Saved data entries:
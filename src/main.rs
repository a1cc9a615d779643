use std::fs;
use std::fs::File;
use std::path::{Path, PathBuf};
use std::sync::Arc;

use anyhow::{bail, Result};
use clap::{Parser, Subcommand, ValueEnum};
use gif::{Encoder, Frame, Repeat};
use rand::rngs::StdRng;
use rand::SeedableRng;
use tch::{nn, Device, Kind, Tensor};
use tqdm::tqdm;
use tracing_subscriber::EnvFilter;

use magmap_gan::{
    AutoProvider, DataConfig, DataError, Discriminator, DiscriminatorConfig, MagMapDataModule,
    Split,
};

#[derive(Parser, Debug)]
#[command(version, about = "Satellite/map GAN data pipeline and discriminator.", long_about = None)]
struct Args {
    #[command(subcommand)]
    command: Command,
}

#[derive(Subcommand, Debug)]
enum Command {
    /// Set up the data module and print the resolved splits and pipelines
    Splits {
        #[arg(short, long)]
        config: PathBuf,
    },
    /// Iterate one split and report batch and sample failures
    Scan {
        #[arg(short, long)]
        config: PathBuf,
        #[arg(short, long, value_enum, default_value_t = SplitArg::Train)]
        split: SplitArg,
        #[arg(short, long, default_value_t = 1)]
        epochs: u64,
    },
    /// Render augmented accesses of one training pair into a GIF
    Preview {
        #[arg(short, long)]
        config: PathBuf,
        #[arg(short, long, default_value_t = 0)]
        index: usize,
        #[arg(short, long, default_value_t = 16)]
        frames: usize,
        #[arg(short, long, default_value = "results/preview.gif")]
        output: PathBuf,
    },
    /// Build the discriminator and run a dummy forward pass
    Discriminator {
        #[arg(long)]
        config: Option<PathBuf>,
        #[arg(long, default_value_t = 3)]
        channels: i64,
        #[arg(long, default_value_t = 64)]
        num_features: i64,
        #[arg(long, default_value_t = 4)]
        depth: i64,
        #[arg(long, default_value_t = 256)]
        size: i64,
        #[arg(long, default_value_t = 1)]
        batch_size: i64,
    },
}

#[derive(ValueEnum, Clone, Copy, Debug)]
enum SplitArg {
    Train,
    Val,
    Test,
}

impl From<SplitArg> for Split {
    fn from(s: SplitArg) -> Split {
        match s {
            SplitArg::Train => Split::Train,
            SplitArg::Val => Split::Val,
            SplitArg::Test => Split::Test,
        }
    }
}

fn main() -> Result<()> {
    let args = Args::parse();

    let filter = EnvFilter::try_from_default_env().unwrap_or_else(|_| EnvFilter::new("info"));
    tracing_subscriber::fmt()
        .with_env_filter(filter)
        .with_target(true)
        .init();

    match args.command {
        Command::Splits { config } => splits(&config),
        Command::Scan {
            config,
            split,
            epochs,
        } => scan(&config, split.into(), epochs),
        Command::Preview {
            config,
            index,
            frames,
            output,
        } => preview(&config, index, frames, &output),
        Command::Discriminator {
            config,
            channels,
            num_features,
            depth,
            size,
            batch_size,
        } => {
            let cfg = match config {
                Some(path) => DiscriminatorConfig::from_json_file(&path)?,
                None => DiscriminatorConfig {
                    channels,
                    num_features,
                    depth,
                },
            };
            discriminator(&cfg, size, batch_size)
        }
    }
}

fn data_module(config: &Path) -> Result<MagMapDataModule> {
    let cfg = DataConfig::from_json_file(config)?;
    println!("Data Link: {}", cfg.data_link);
    println!("Data Files: {:?}", cfg.data_files);
    println!("Data Dir: {}", cfg.data_dir.display());
    println!("Batch Size: {}", cfg.batch_size);
    println!("Workers: {}", cfg.num_workers);
    println!("Prefetch Factor: {}", cfg.prefetch_factor);
    println!("--------");

    let provider = Arc::new(AutoProvider::new(std::env::var("HF_TOKEN").ok()));
    let mut module = MagMapDataModule::new(cfg, provider)?;
    println!("Loading Dataset...");
    module.setup()?;
    println!("Seed: {}", module.seed());
    println!("--------");
    Ok(module)
}

fn splits(config: &Path) -> Result<()> {
    let module = data_module(config)?;
    let ranges = module.ranges()?;
    println!("Records: {}", module.corpus()?.len());
    for (split, range) in [
        (Split::Train, &ranges.train),
        (Split::Val, &ranges.val),
        (Split::Test, &ranges.test),
    ] {
        let dataset = module.dataset(split)?;
        println!("{split}: [{}, {}) = {} records", range.start, range.end, range.len());
        println!("  pairs: {}", dataset.transform().describe());
        match dataset.color() {
            Some(color) => println!("  satellite: {}", color.describe()),
            None => println!("  satellite: none"),
        }
    }
    Ok(())
}

fn scan(config: &Path, split: Split, epochs: u64) -> Result<()> {
    let module = data_module(config)?;
    let loader = module.loader(split)?;
    println!("Scanning {split}: {} records in {} batches", loader.dataset().len(), loader.len());

    for epoch in 0..epochs {
        let mut samples = 0usize;
        let mut failed_samples = 0usize;
        let mut failed_batches = 0usize;
        for batch in tqdm(loader.iter()) {
            match batch {
                Ok(batch) => {
                    samples += batch.len();
                    failed_samples += batch.failures.len();
                    for failure in &batch.failures {
                        if let DataError::Sample { index, .. } = failure {
                            println!("sample {index} failed: {failure}");
                        }
                    }
                }
                Err(e) => {
                    failed_batches += 1;
                    println!("{e}");
                }
            }
        }
        println!(
            "Epoch {}: samples={} failed_samples={} failed_batches={}",
            epoch + 1,
            samples,
            failed_samples,
            failed_batches
        );
    }
    Ok(())
}

/// [-1, 1] CHW tensor to uint8.
fn denormalize(xs: &Tensor) -> Tensor {
    ((xs * 0.5 + 0.5) * 255.0).clamp(0.0, 255.0).to_kind(Kind::Uint8)
}

fn preview(config: &Path, index: usize, frames: usize, output: &Path) -> Result<()> {
    let module = data_module(config)?;
    let dataset = module.dataset(Split::Train)?;
    if index >= dataset.len() {
        bail!("index {} is outside the train split of {} records", index, dataset.len());
    }

    let size = module.config().train_transforms.size;
    let (width, height) = (2 * size, size);
    if width > u16::MAX as i64 {
        bail!("preview of size {} does not fit in a GIF frame", size);
    }
    if let Some(dir) = output.parent().filter(|d| !d.as_os_str().is_empty()) {
        fs::create_dir_all(dir)?;
    }
    let mut image = File::create(output)?;
    let mut encoder = Encoder::new(&mut image, width as u16, height as u16, &[])?;
    encoder.set_repeat(Repeat::Infinite)?;

    for i in 0..frames {
        let mut rng = StdRng::seed_from_u64(module.seed().wrapping_add(i as u64));
        let (sat, map) = dataset.get(index, &mut rng)?;
        let (h, w) = (sat.size()[1], sat.size()[2]);
        if (h, w) != (height, height) {
            bail!("sample {} resized to {}x{}, expected a square {}", index, w, h, size);
        }
        // satellite | map
        let frame = Tensor::cat(&[denormalize(&sat), denormalize(&map)], 2)
            .permute([1, 2, 0])
            .contiguous();
        let len = (3 * width * height) as usize;
        let mut data = vec![0u8; len];
        frame.copy_data(&mut data, len);
        let frame = Frame::from_rgb(width as u16, height as u16, &data);
        encoder.write_frame(&frame)?;
    }
    println!("Generated {}", output.display());
    Ok(())
}

fn discriminator(cfg: &DiscriminatorConfig, size: i64, batch_size: i64) -> Result<()> {
    let device = Device::cuda_if_available();
    println!("Use Device: {device:?}");
    println!("Channels: {}", cfg.channels);
    println!("Num Features: {}", cfg.num_features);
    println!("Depth: {}", cfg.depth);
    println!("--------");

    let vs = nn::VarStore::new(device);
    let disc = Discriminator::from_config(vs.root(), cfg)?;
    disc.spec().check_input(size)?;
    for (i, layer) in disc.layers().iter().enumerate() {
        println!("{i:>2}: {layer}");
    }
    let params: i64 = vs.trainable_variables().iter().map(|t| t.numel() as i64).sum();
    println!("Parameters: {params}");

    let shape = [batch_size, cfg.channels, size, size];
    let xs = Tensor::rand(shape, (Kind::Float, device)) * 2.0 - 1.0;
    let ys = tch::no_grad(|| xs.apply_t(&disc, false));
    println!("Input: {:?}", xs.size());
    println!("Realism Map: {:?}", ys.size());
    println!(
        "Range: [{:.4}, {:.4}]",
        ys.min().double_value(&[]),
        ys.max().double_value(&[])
    );
    Ok(())
}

#### WORK ITEM
Look through the entries above; copy every line holding the string "display".

#### RESPONSE TO THIS TASK
    println!("Data Dir: {}", cfg.data_dir.display());
    println!("Generated {}", output.display());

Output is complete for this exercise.